Claiming car purchased on your taxes?

So january 28th of 2013 I purchased my 2011 honda cr-z ex that I used to own. I was told by a few people when I bought it, that I was able to claim it on my taxes this year because it was a hybrid. Is this true? Has anyone done this? Any idea or insight? Should i even bother claiming it?

No. The only federal credits currently available are for full electric and plug-in hybrids.

http://www.fueleconomy.gov/feg/taxevb.shtml

You can claim the sales taxes paid if you itemize but often times that isn’t even the most advantageous method.

Got ya. that’s more or less what I meant. Being able to claim the sales tax paid on the car lol. How would one be able to do that.

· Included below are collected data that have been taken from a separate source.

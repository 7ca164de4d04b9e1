use std::{
    fmt::Display,
    iter::Sum,
    ops::{Add, Mul, Neg, Sub, SubAssign},
};

use serde::{Deserialize, Serialize};
use sqlx::Type;
use thiserror::Error;

use crate::op;

pub const INR_CURRENCY_CODE: &str = "INR";
pub const INR_CURRENCY_CODE_LOWER: &str = "inr";

//--------------------------------------       Money       -----------------------------------------------------------
/// A monetary amount, stored as an integer number of paise (1/100 rupee).
///
/// All arithmetic is integer arithmetic. Amounts may be negative (refunds and compensating entries).
#[derive(Debug, Clone, Copy, Default, Type, Ord, PartialOrd, Serialize, Deserialize)]
#[sqlx(transparent)]
pub struct Money(i64);

op!(binary Money, Add, add);
op!(binary Money, Sub, sub);
op!(inplace Money, SubAssign, sub_assign);
op!(unary Money, Neg, neg);

impl Mul<i64> for Money {
    type Output = Self;

    fn mul(self, rhs: i64) -> Self::Output {
        Self::from(self.value() * rhs)
    }
}

impl Sum for Money {
    fn sum<I: Iterator<Item = Self>>(iter: I) -> Self {
        iter.fold(Self::default(), Add::add)
    }
}

#[derive(Debug, Clone, Error)]
#[error("Value cannot be represented in paise: {0}")]
pub struct MoneyConversionError(String);

impl From<i64> for Money {
    fn from(value: i64) -> Self {
        Self(value)
    }
}

impl PartialEq for Money {
    fn eq(&self, other: &Self) -> bool {
        self.0 == other.0
    }
}

impl Eq for Money {}

impl TryFrom<u64> for Money {
    type Error = MoneyConversionError;

    fn try_from(value: u64) -> Result<Self, Self::Error> {
        if value > i64::MAX as u64 {
            Err(MoneyConversionError(format!("Value {} is too large to convert to Money", value)))
        } else {
            #[allow(clippy::cast_possible_wrap)]
            Ok(Self(value as i64))
        }
    }
}

impl Display for Money {
    fn fmt(&self, f: &mut std::fmt::Formatter<'_>) -> std::fmt::Result {
        let rupees = self.0 / 100;
        let paise = (self.0 % 100).abs();
        write!(f, "₹{rupees}.{paise:02}")
    }
}

impl Money {
    /// The amount in paise.
    pub fn value(&self) -> i64 {
        self.0
    }

    pub fn from_rupees(rupees: i64) -> Self {
        Self(rupees * 100)
    }
}
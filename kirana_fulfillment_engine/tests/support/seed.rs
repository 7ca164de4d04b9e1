//! Seeding helpers for the tables the engine only ever reads (users, shops) plus a shortcut
//! for stocking the product ledger.
use kdm_common::Money;
use kirana_fulfillment_engine::{
    db_types::{NewProduct, Product},
    InventoryManagement,
    SqliteDatabase,
};

pub async fn seed_user(db: &SqliteDatabase, name: &str, email: &str, role: &str, push_token: Option<&str>) -> i64 {
    sqlx::query_scalar("INSERT INTO users (name, email, role, push_token) VALUES ($1, $2, $3, $4) RETURNING id")
        .bind(name)
        .bind(email)
        .bind(role)
        .bind(push_token)
        .fetch_one(db.pool())
        .await
        .expect("Error seeding user")
}

pub async fn seed_consumer(db: &SqliteDatabase, name: &str, email: &str) -> i64 {
    seed_user(db, name, email, "CONSUMER", None).await
}

/// Creates a shopkeeper and their shop, returning `(owner_id, shop_id)`.
pub async fn seed_shop(db: &SqliteDatabase, owner_name: &str, owner_email: &str, shop_name: &str) -> (i64, i64) {
    let owner_id = seed_user(db, owner_name, owner_email, "SHOPKEEPER", None).await;
    let shop_id: i64 = sqlx::query_scalar("INSERT INTO shops (owner_id, name) VALUES ($1, $2) RETURNING id")
        .bind(owner_id)
        .bind(shop_name)
        .fetch_one(db.pool())
        .await
        .expect("Error seeding shop");
    (owner_id, shop_id)
}

pub async fn seed_product(db: &SqliteDatabase, shop_id: i64, name: &str, price: Money, stock: i64) -> Product {
    db.add_product(NewProduct::new(shop_id, name, price, stock)).await.expect("Error seeding product")
}

pub async fn set_push_token(db: &SqliteDatabase, user_id: i64, token: &str) {
    sqlx::query("UPDATE users SET push_token = $1 WHERE id = $2")
        .bind(token)
        .bind(user_id)
        .execute(db.pool())
        .await
        .expect("Error setting push token");
}

pub async fn stock_of(db: &SqliteDatabase, product_id: i64) -> i64 {
    db.fetch_product(product_id).await.expect("Error fetching product").expect("Product should exist").stock
}
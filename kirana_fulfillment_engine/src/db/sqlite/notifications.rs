use log::debug;
use sqlx::{types::Json, SqliteConnection};

use crate::{
    db_types::{NewNotification, Notification},
    traits::FulfillmentError,
};

pub async fn insert_notification(
    notification: NewNotification,
    conn: &mut SqliteConnection,
) -> Result<Notification, FulfillmentError> {
    let inserted: Notification = sqlx::query_as(
        r#"
            INSERT INTO notifications (
                recipient_id,
                sender_id,
                shop_id,
                order_id,
                pantry_item_id,
                kind,
                title,
                message,
                action_required,
                metadata
            ) VALUES ($1, $2, $3, $4, $5, $6, $7, $8, $9, $10)
            RETURNING *;
        "#,
    )
    .bind(notification.recipient_id)
    .bind(notification.sender_id)
    .bind(notification.shop_id)
    .bind(notification.order_id)
    .bind(notification.pantry_item_id)
    .bind(notification.kind)
    .bind(&notification.title)
    .bind(&notification.message)
    .bind(notification.action_required)
    .bind(Json(&notification.metadata))
    .fetch_one(conn)
    .await?;
    debug!("🗃️ Notification {} ({}) recorded for user {}", inserted.id, inserted.kind, inserted.recipient_id);
    Ok(inserted)
}

pub async fn notifications_for_user(
    user_id: i64,
    limit: i64,
    conn: &mut SqliteConnection,
) -> Result<Vec<Notification>, sqlx::Error> {
    sqlx::query_as("SELECT * FROM notifications WHERE recipient_id = $1 ORDER BY created_at DESC, id DESC LIMIT $2")
        .bind(user_id)
        .bind(limit)
        .fetch_all(conn)
        .await
}

pub async fn unread_count(user_id: i64, conn: &mut SqliteConnection) -> Result<i64, sqlx::Error> {
    sqlx::query_scalar("SELECT COUNT(*) FROM notifications WHERE recipient_id = $1 AND is_read = 0")
        .bind(user_id)
        .fetch_one(conn)
        .await
}

/// Marks a notification as read. Scoped to the recipient: someone else's notification id is
/// indistinguishable from a missing one.
pub async fn mark_as_read(
    notification_id: i64,
    user_id: i64,
    conn: &mut SqliteConnection,
) -> Result<Notification, FulfillmentError> {
    let updated: Option<Notification> =
        sqlx::query_as("UPDATE notifications SET is_read = 1 WHERE id = $1 AND recipient_id = $2 RETURNING *")
            .bind(notification_id)
            .bind(user_id)
            .fetch_optional(conn)
            .await?;
    updated.ok_or(FulfillmentError::NotificationNotFound(notification_id))
}

pub async fn delete_notification(
    notification_id: i64,
    user_id: i64,
    conn: &mut SqliteConnection,
) -> Result<(), FulfillmentError> {
    let result = sqlx::query("DELETE FROM notifications WHERE id = $1 AND recipient_id = $2")
        .bind(notification_id)
        .bind(user_id)
        .execute(conn)
        .await?;
    if result.rows_affected() == 0 {
        return Err(FulfillmentError::NotificationNotFound(notification_id));
    }
    Ok(())
}
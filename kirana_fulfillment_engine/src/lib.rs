//! Kirana Fulfilment Engine
//!
//! The fulfilment engine is the core of the Kirana grocery-delivery marketplace: it reserves
//! inventory for multi-item orders, drives orders and pantry-refill requests through their
//! status state machines, and fans out notifications to the right stakeholders on every
//! transition. This library is transport-agnostic; the HTTP layer sits on top of it.
//!
//! The library is divided into three main sections:
//! 1. Database management and control ([`mod@db`]). SQLite is the supported backend. You
//!    should never need to access the database directly; instead, use the public APIs. The
//!    exception is the data types used in the database, which are defined in the [`db_types`]
//!    module and are public.
//! 2. The engine public API ([`mod@kfe_api`]). [`OrderFlowApi`] and [`PantryFlowApi`] drive
//!    the two fulfilment workflows, and [`NotificationApi`] is the recipient-facing read side
//!    of the notification store. Backends implement the traits in [`mod@traits`] to support
//!    these APIs.
//! 3. Transition events and notification dispatch ([`mod@events`], [`mod@dispatch`]). Every
//!    successful fulfilment transition emits an event. A simple actor framework lets you hook
//!    into these events; [`dispatch::create_dispatch_handlers`] wires in the standard
//!    notification dispatch coordinator, which persists a notification record per recipient
//!    and attempts best-effort push delivery without ever failing the transition that caused
//!    it.
mod db;

pub mod db_types;
pub mod dispatch;
pub mod events;
pub mod kfe_api;
pub mod traits;

#[cfg(any(feature = "test_utils", test))]
pub mod test_utils;

#[cfg(feature = "sqlite")]
pub use db::sqlite::SqliteDatabase;
#[cfg(feature = "sqlite")]
pub use dispatch::create_dispatch_handlers;
pub use dispatch::NotificationDispatcher;
pub use kfe_api::{
    notification_api::NotificationApi,
    order_flow_api::OrderFlowApi,
    pantry_flow_api::PantryFlowApi,
};
pub use traits::{
    DeliveryResult,
    FulfillmentDatabase,
    FulfillmentError,
    InventoryManagement,
    NotificationManagement,
    NullNotifier,
    PantryManagement,
    PushNotifier,
};
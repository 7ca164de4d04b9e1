//! Simple stateless pub-sub event plumbing.
//!
//! Fulfilment transitions publish events here, and subscribers (the notification dispatch
//! coordinator, most importantly) react to them. Handlers are stateless: all they receive is
//! the event itself, and they run on their own tasks, decoupled from the request that caused
//! the transition. Handlers can be async.
//!
//! The handler loop keeps a count of in-flight jobs and only shuts down once the count drains
//! to zero, so outstanding deliveries complete (or fail and get logged) before the process
//! exits.
use std::{
    future::Future,
    pin::Pin,
    sync::{atomic::AtomicI64, Arc},
};

use log::*;
use tokio::sync::mpsc;

pub type Handler<E> = Arc<dyn Fn(E) -> Pin<Box<dyn Future<Output = ()> + Send>> + Send + Sync>;

pub struct EventHandler<E: Send + Sync + 'static> {
    listener: mpsc::Receiver<E>,
    sender: mpsc::Sender<E>,
    handler: Handler<E>,
}

impl<E: Send + Sync + 'static> EventHandler<E> {
    pub fn new(buffer_size: usize, handler: Handler<E>) -> Self {
        let (sender, receiver) = mpsc::channel(buffer_size);
        Self { listener: receiver, sender, handler }
    }

    pub fn subscribe(&self) -> EventProducer<E> {
        EventProducer::new(self.sender.clone())
    }

    pub async fn start_handler(mut self) {
        debug!("📬️ Starting event handler");
        // drop the internal sender so that when the last producer is dropped the receive loop
        // ends and the handler can shut down on its own
        drop(self.sender);
        let jobs = Arc::new(AtomicI64::new(0));
        while let Some(ev) = self.listener.recv().await {
            trace!("📬️ Handling event");
            let handler = Arc::clone(&self.handler);
            jobs.fetch_add(1, std::sync::atomic::Ordering::SeqCst);
            let job = jobs.clone();
            tokio::spawn(async move {
                (handler)(ev).await;
                job.fetch_sub(1, std::sync::atomic::Ordering::Relaxed);
                trace!("📬️ Event handled");
            });
        }
        match tokio::spawn(async move {
            while jobs.load(std::sync::atomic::Ordering::SeqCst) > 0 {
                debug!("📬️ Waiting for outstanding event jobs to complete");
                tokio::time::sleep(tokio::time::Duration::from_millis(1000)).await;
            }
        })
        .await
        {
            Ok(_) => {
                debug!("📬️ Event handler shutting down gracefully");
            },
            Err(e) => {
                warn!("📬️ Event handler shutdown process failed: {e}. Logging this just in case.");
            },
        }
        debug!("📬️ Event handler has shut down");
    }
}

#[derive(Clone)]
pub struct EventProducer<E: Send + Sync> {
    sender: mpsc::Sender<E>,
}

impl<E: Send + Sync> EventProducer<E> {
    pub fn new(sender: mpsc::Sender<E>) -> Self {
        Self { sender }
    }

    pub async fn publish_event(&self, event: E) {
        if let Err(e) = self.sender.send(event).await {
            error!("📬️ Failed to send event: {e}");
        }
    }
}
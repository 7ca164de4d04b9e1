use thiserror::Error;

use crate::db_types::{NewOrder, Order, OrderStatusType, RefillStatusType, Shop, User};

/// This trait defines the order-workflow storage contract for backends supporting the
/// fulfilment engine.
///
/// The behaviour includes:
/// * Creating orders, which runs the per-item stock reservation saga and freezes customer
///   contact details onto the record.
/// * Guarded status updates, so that two concurrent transitions on the same order cannot both
///   succeed.
/// * Compensating deletion, which returns reserved stock to the shelf.
#[allow(async_fn_in_trait)]
pub trait FulfillmentDatabase: Clone {
    /// The URL of the database
    fn url(&self) -> &str;

    /// Creates a new order in `Pending` status.
    ///
    /// In order:
    /// * the customer's contact details are resolved and frozen onto the order,
    /// * stock is reserved for each item via the inventory ledger's conditional decrement. The
    ///   loop is **not** atomic across items: if item k cannot be reserved, items 1..k-1 are
    ///   released again (in reverse order) before the error is returned,
    /// * the order and its item lines are inserted in a single transaction.
    ///
    /// The total amount is computed from the item lines; callers cannot supply it.
    async fn create_order(&self, order: NewOrder) -> Result<Order, FulfillmentError>;

    /// Fetches an order with its item lines. `None` if no such order exists.
    async fn fetch_order(&self, order_id: i64) -> Result<Option<Order>, FulfillmentError>;

    /// All orders placed by the given customer, newest first.
    async fn orders_for_customer(&self, customer_id: i64) -> Result<Vec<Order>, FulfillmentError>;

    /// All orders placed against the given shop, newest first.
    async fn orders_for_shop(&self, shop_id: i64) -> Result<Vec<Order>, FulfillmentError>;

    /// Moves an order from `from` to `to`, guarded by the expected current status.
    ///
    /// Returns `None` if the order no longer has status `from` (either it does not exist, or a
    /// concurrent transition won). Legality of the `(from, to)` pair is the caller's
    /// responsibility; this method only enforces the guard.
    async fn update_order_status(
        &self,
        order_id: i64,
        from: OrderStatusType,
        to: OrderStatusType,
    ) -> Result<Option<Order>, FulfillmentError>;

    /// Deletes an order, releasing the stock of every item line first.
    ///
    /// This is an administrative/compensating action. The release tolerates products that no
    /// longer exist (logged and skipped). Returns the deleted order.
    async fn delete_order(&self, order_id: i64) -> Result<Order, FulfillmentError>;

    /// Fetches the shop record (for owner routing of notifications).
    async fn fetch_shop(&self, shop_id: i64) -> Result<Option<Shop>, FulfillmentError>;

    /// Fetches the user record (for contact freezing and notification routing).
    async fn fetch_user(&self, user_id: i64) -> Result<Option<User>, FulfillmentError>;

    /// Closes the database connection.
    async fn close(&mut self) -> Result<(), FulfillmentError> {
        Ok(())
    }
}

#[derive(Debug, Clone, Error)]
pub enum FulfillmentError {
    #[error("Validation failed: {0}")]
    ValidationError(String),
    #[error("Product {0} does not exist")]
    ProductNotFound(i64),
    #[error("Order {0} does not exist")]
    OrderNotFound(i64),
    #[error("Pantry item {0} does not exist")]
    PantryItemNotFound(i64),
    #[error("Customer {0} does not exist")]
    CustomerNotFound(i64),
    #[error("Shop {0} does not exist")]
    ShopNotFound(i64),
    #[error("Notification {0} does not exist")]
    NotificationNotFound(i64),
    #[error("Insufficient stock for {name}. Only {available} available.")]
    InsufficientStock { product_id: i64, name: String, available: i64 },
    #[error("An order cannot move from {from} to {to}")]
    InvalidOrderTransition { from: OrderStatusType, to: OrderStatusType },
    #[error("A refill cannot move from {from} to {to}")]
    InvalidRefillTransition { from: RefillStatusType, to: RefillStatusType },
    #[error("This item is already in the pantry")]
    DuplicatePantryItem,
    #[error("We have an internal database engine error (configuration/uptime etc.): {0}")]
    DatabaseError(String),
}

impl From<sqlx::Error> for FulfillmentError {
    fn from(e: sqlx::Error) -> Self {
        FulfillmentError::DatabaseError(e.to_string())
    }
}
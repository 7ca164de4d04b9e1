use kdm_common::Money;
use kirana_fulfillment_engine::{
    db_types::{NewPantryItem, RefillStatusType},
    events::EventProducers,
    FulfillmentDatabase,
    FulfillmentError,
    PantryFlowApi,
    SqliteDatabase,
};
use log::*;
use sqlx::{migrate::MigrateDatabase, Sqlite};
use tokio::runtime::Runtime;

use crate::support::{
    prepare_env::{prepare_test_env, random_db_path},
    seed::{seed_consumer, seed_product, seed_shop},
};

mod support;

async fn setup() -> PantryFlowApi<SqliteDatabase> {
    let url = random_db_path();
    prepare_test_env(&url).await;
    let db = SqliteDatabase::new_with_url(&url, 5).await.expect("Error creating database");
    PantryFlowApi::new(db, EventProducers::default())
}

async fn tear_down(mut api: PantryFlowApi<SqliteDatabase>) {
    if let Err(e) = api.db_mut().close().await {
        error!("🚀️ Failed to close database: {e}");
    }
    Sqlite::drop_database(api.db().url()).await.unwrap();
}

/// Seeds a consumer, a shop and a product, and returns a NewPantryItem builder for them.
async fn seeded_item(db: &SqliteDatabase) -> NewPantryItem {
    let user = seed_consumer(db, "Asha", "asha@example.com").await;
    let (_owner, shop) = seed_shop(db, "Sharma", "sharma@example.com", "Sharma Kirana").await;
    let product = seed_product(db, shop, "Toor Dal", Money::from(9000), 50).await;
    NewPantryItem::new(user, shop, product.id, "Toor Dal", 1, "kg", 4, Money::from(9000))
}

#[test]
fn pantry_items_are_unique_per_user_shop_product() {
    let rt = Runtime::new().unwrap();
    rt.block_on(async {
        let api = setup().await;
        let new_item = seeded_item(api.db()).await;
        let item = api.add_pantry_item(new_item.clone()).await.expect("Error adding pantry item");
        assert_eq!(item.status, RefillStatusType::Stocked);
        assert_eq!(item.current_packs, item.packs_owned);

        let err = api.add_pantry_item(new_item).await.unwrap_err();
        assert!(matches!(err, FulfillmentError::DuplicatePantryItem));
        tear_down(api).await;
    });
}

#[test]
fn consumption_auto_demotes_to_low_at_the_threshold() {
    let rt = Runtime::new().unwrap();
    rt.block_on(async {
        let api = setup().await;
        let new_item = seeded_item(api.db()).await;
        let item = api.add_pantry_item(new_item).await.unwrap();

        let item2 = api.record_consumption(item.id, 2).await.unwrap();
        assert_eq!(item2.status, RefillStatusType::Stocked);
        assert_eq!(item2.current_packs, 2);

        let item3 = api.record_consumption(item.id, 1).await.unwrap();
        assert_eq!(item3.status, RefillStatusType::Low);

        // an upward correction restores Stocked
        let item4 = api.record_consumption(item.id, 3).await.unwrap();
        assert_eq!(item4.status, RefillStatusType::Stocked);
        tear_down(api).await;
    });
}

#[test]
fn consumption_cannot_exceed_packs_owned_or_go_negative() {
    let rt = Runtime::new().unwrap();
    rt.block_on(async {
        let api = setup().await;
        let new_item = seeded_item(api.db()).await;
        let item = api.add_pantry_item(new_item).await.unwrap();

        let err = api.record_consumption(item.id, 5).await.unwrap_err();
        assert!(matches!(err, FulfillmentError::ValidationError(_)));
        let err = api.record_consumption(item.id, -1).await.unwrap_err();
        assert!(matches!(err, FulfillmentError::ValidationError(_)));
        let err = api.record_consumption(999, 1).await.unwrap_err();
        assert!(matches!(err, FulfillmentError::PantryItemNotFound(999)));
        tear_down(api).await;
    });
}

#[test]
fn refill_request_snapshots_the_remaining_packs() {
    let rt = Runtime::new().unwrap();
    rt.block_on(async {
        let api = setup().await;
        let new_item = seeded_item(api.db()).await;
        let item = api.add_pantry_item(new_item).await.unwrap();
        api.record_consumption(item.id, 1).await.unwrap();

        let requested = api.request_refill(item.id).await.expect("Error requesting refill");
        assert_eq!(requested.status, RefillStatusType::RefillRequested);
        assert_eq!(requested.current_packs, 1);

        // a second request is rejected - the item is no longer Stocked or Low
        let err = api.request_refill(item.id).await.unwrap_err();
        assert!(matches!(
            err,
            FulfillmentError::InvalidRefillTransition {
                from: RefillStatusType::RefillRequested,
                to: RefillStatusType::RefillRequested
            }
        ));
        tear_down(api).await;
    });
}

#[test]
fn refill_can_be_requested_while_still_stocked() {
    let rt = Runtime::new().unwrap();
    rt.block_on(async {
        let api = setup().await;
        let new_item = seeded_item(api.db()).await.with_refill_threshold(1);
        let item = api.add_pantry_item(new_item).await.unwrap();
        let requested = api.request_refill(item.id).await.expect("Error requesting refill");
        assert_eq!(requested.status, RefillStatusType::RefillRequested);
        tear_down(api).await;
    });
}

#[test]
fn delivery_closes_the_refill_cycle() {
    let rt = Runtime::new().unwrap();
    rt.block_on(async {
        let api = setup().await;
        let new_item = seeded_item(api.db()).await;
        let item = api.add_pantry_item(new_item).await.unwrap();
        api.record_consumption(item.id, 1).await.unwrap();
        api.request_refill(item.id).await.unwrap();

        let confirmed = api.advance_refill_status(item.id, RefillStatusType::Confirmed).await.unwrap();
        assert_eq!(confirmed.status, RefillStatusType::Confirmed);
        let out = api.advance_refill_status(item.id, RefillStatusType::OutForDelivery).await.unwrap();
        assert_eq!(out.status, RefillStatusType::OutForDelivery);

        let delivered = api.advance_refill_status(item.id, RefillStatusType::Delivered).await.unwrap();
        assert_eq!(delivered.status, RefillStatusType::Stocked);
        assert_eq!(delivered.current_packs, delivered.packs_owned);
        assert!(delivered.last_refilled.is_some());
        tear_down(api).await;
    });
}

#[test]
fn refill_stages_cannot_be_skipped() {
    let rt = Runtime::new().unwrap();
    rt.block_on(async {
        let api = setup().await;
        let new_item = seeded_item(api.db()).await;
        let item = api.add_pantry_item(new_item).await.unwrap();
        api.record_consumption(item.id, 1).await.unwrap();
        api.request_refill(item.id).await.unwrap();

        let err = api.advance_refill_status(item.id, RefillStatusType::Delivered).await.unwrap_err();
        assert!(matches!(
            err,
            FulfillmentError::InvalidRefillTransition {
                from: RefillStatusType::RefillRequested,
                to: RefillStatusType::Delivered
            }
        ));

        // Low is not a shopkeeper-driven stage at all
        let err = api.advance_refill_status(item.id, RefillStatusType::Low).await.unwrap_err();
        assert!(matches!(err, FulfillmentError::ValidationError(_)));
        tear_down(api).await;
    });
}

#[test]
fn shop_worklist_shows_active_refills_only() {
    let rt = Runtime::new().unwrap();
    rt.block_on(async {
        let api = setup().await;
        let db = api.db().clone();
        let user = seed_consumer(&db, "Asha", "asha@example.com").await;
        let (_owner, shop) = seed_shop(&db, "Sharma", "sharma@example.com", "Sharma Kirana").await;
        let dal = seed_product(&db, shop, "Toor Dal", Money::from(9000), 50).await;
        let ghee = seed_product(&db, shop, "Ghee", Money::from(55000), 20).await;

        let requested = api
            .add_pantry_item(NewPantryItem::new(user, shop, dal.id, "Toor Dal", 1, "kg", 4, Money::from(9000)))
            .await
            .unwrap();
        api.request_refill(requested.id).await.unwrap();
        let stocked = api
            .add_pantry_item(NewPantryItem::new(user, shop, ghee.id, "Ghee", 1, "jar", 2, Money::from(55000)))
            .await
            .unwrap();

        let worklist = api.refill_requests_for_shop(shop).await.unwrap();
        assert_eq!(worklist.len(), 1);
        assert_eq!(worklist[0].id, requested.id);

        api.remove_pantry_item(stocked.id).await.unwrap();
        assert!(api.item_by_id(stocked.id).await.unwrap().is_none());
        let err = api.remove_pantry_item(stocked.id).await.unwrap_err();
        assert!(matches!(err, FulfillmentError::PantryItemNotFound(_)));
        tear_down(api).await;
    });
}
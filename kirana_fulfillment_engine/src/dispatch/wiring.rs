//! Wires the dispatch coordinator into the fulfilment event hooks.
use crate::{
    dispatch::{NotificationDispatcher, DISPATCH_EVENT_BUFFER_SIZE},
    events::{EventHandlers, EventHooks},
    traits::PushNotifier,
    SqliteDatabase,
};

/// Assigns a notification-dispatching handler to every fulfilment event.
///
/// The returned [`EventHandlers`] still needs to be started
/// ([`EventHandlers::start_handlers`]) and its [`EventHandlers::producers`] handed to the flow
/// APIs. Typical setup:
///
/// ```rust,ignore
/// let db = SqliteDatabase::new(25).await?;
/// let handlers = create_dispatch_handlers(db.clone(), notifier);
/// let api = OrderFlowApi::new(db, handlers.producers());
/// handlers.start_handlers().await;
/// ```
pub fn create_dispatch_handlers<N: PushNotifier>(db: SqliteDatabase, notifier: N) -> EventHandlers {
    let mut hooks = EventHooks::default();
    let dispatcher = NotificationDispatcher::new(db, notifier);
    let d = dispatcher.clone();
    hooks.on_order_placed(move |ev| {
        let d = d.clone();
        Box::pin(async move { d.dispatch_event(ev.into()).await })
    });
    let d = dispatcher.clone();
    hooks.on_order_status_changed(move |ev| {
        let d = d.clone();
        Box::pin(async move { d.dispatch_event(ev.into()).await })
    });
    let d = dispatcher.clone();
    hooks.on_refill_requested(move |ev| {
        let d = d.clone();
        Box::pin(async move { d.dispatch_event(ev.into()).await })
    });
    let d = dispatcher;
    hooks.on_refill_status_changed(move |ev| {
        let d = d.clone();
        Box::pin(async move { d.dispatch_event(ev.into()).await })
    });
    EventHandlers::new(DISPATCH_EVENT_BUFFER_SIZE, hooks)
}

you cannot claim sales tax on a car purchase in NY.

Also CANNOT claim registration fees in NYS

False. You can choose between sales tax paid or state/local income tax. There are a few scenarios where it does work in NYS although more often than not, state/local income taxes are higher. 2 big purchases in a year could get you there though (for example, car and a boat).

That’s why I mentioned that it usually isn’t the most advantageous method.

This^

Turbo tax is showing credits for hybrids and plug in hybrids and saying that you can claim the tax purchase of the car if itemized. Im totally confused here i might just go to eg tax. fml

I’m fairly certain that you can only claim the hybrid vehicle tax credit on a new car.

good info, I looked it up and get the impression you have a to spend a LOT relative to your income to make it possible.

I called eg tax and they said basically I could only write of the tax paid on the car if I itemized my taxes and could only do so if I owned my own home or had kids. Which I do not so I guess its useless to try. ugh that extra $950 would of been nice.

I would have needed to purchase my EOS like 7 times in 2013 to be able to deduct it.

Owning a home isn’t necessary to itemize, just the easiest way to get you over the hump of the standard deduction. That’s a pretty decent link I posted.

You can if you roll them into your lease payment and take your lease as a business write off.

Haha. Many expenses that don’t qualify as a normal Sch A deduction can be tossed in as a business or rental expense. For example, you live in a multi-family house, landscaping is 50% deductible whereas you would receive no tax benefit in a single family home.

Ugh, Ok? Pretty sure that’s not the scenario we’re dealing with but whatever.

Even if not leasing, you could roll them into the financing and claim as business expense if you had a legitimate business.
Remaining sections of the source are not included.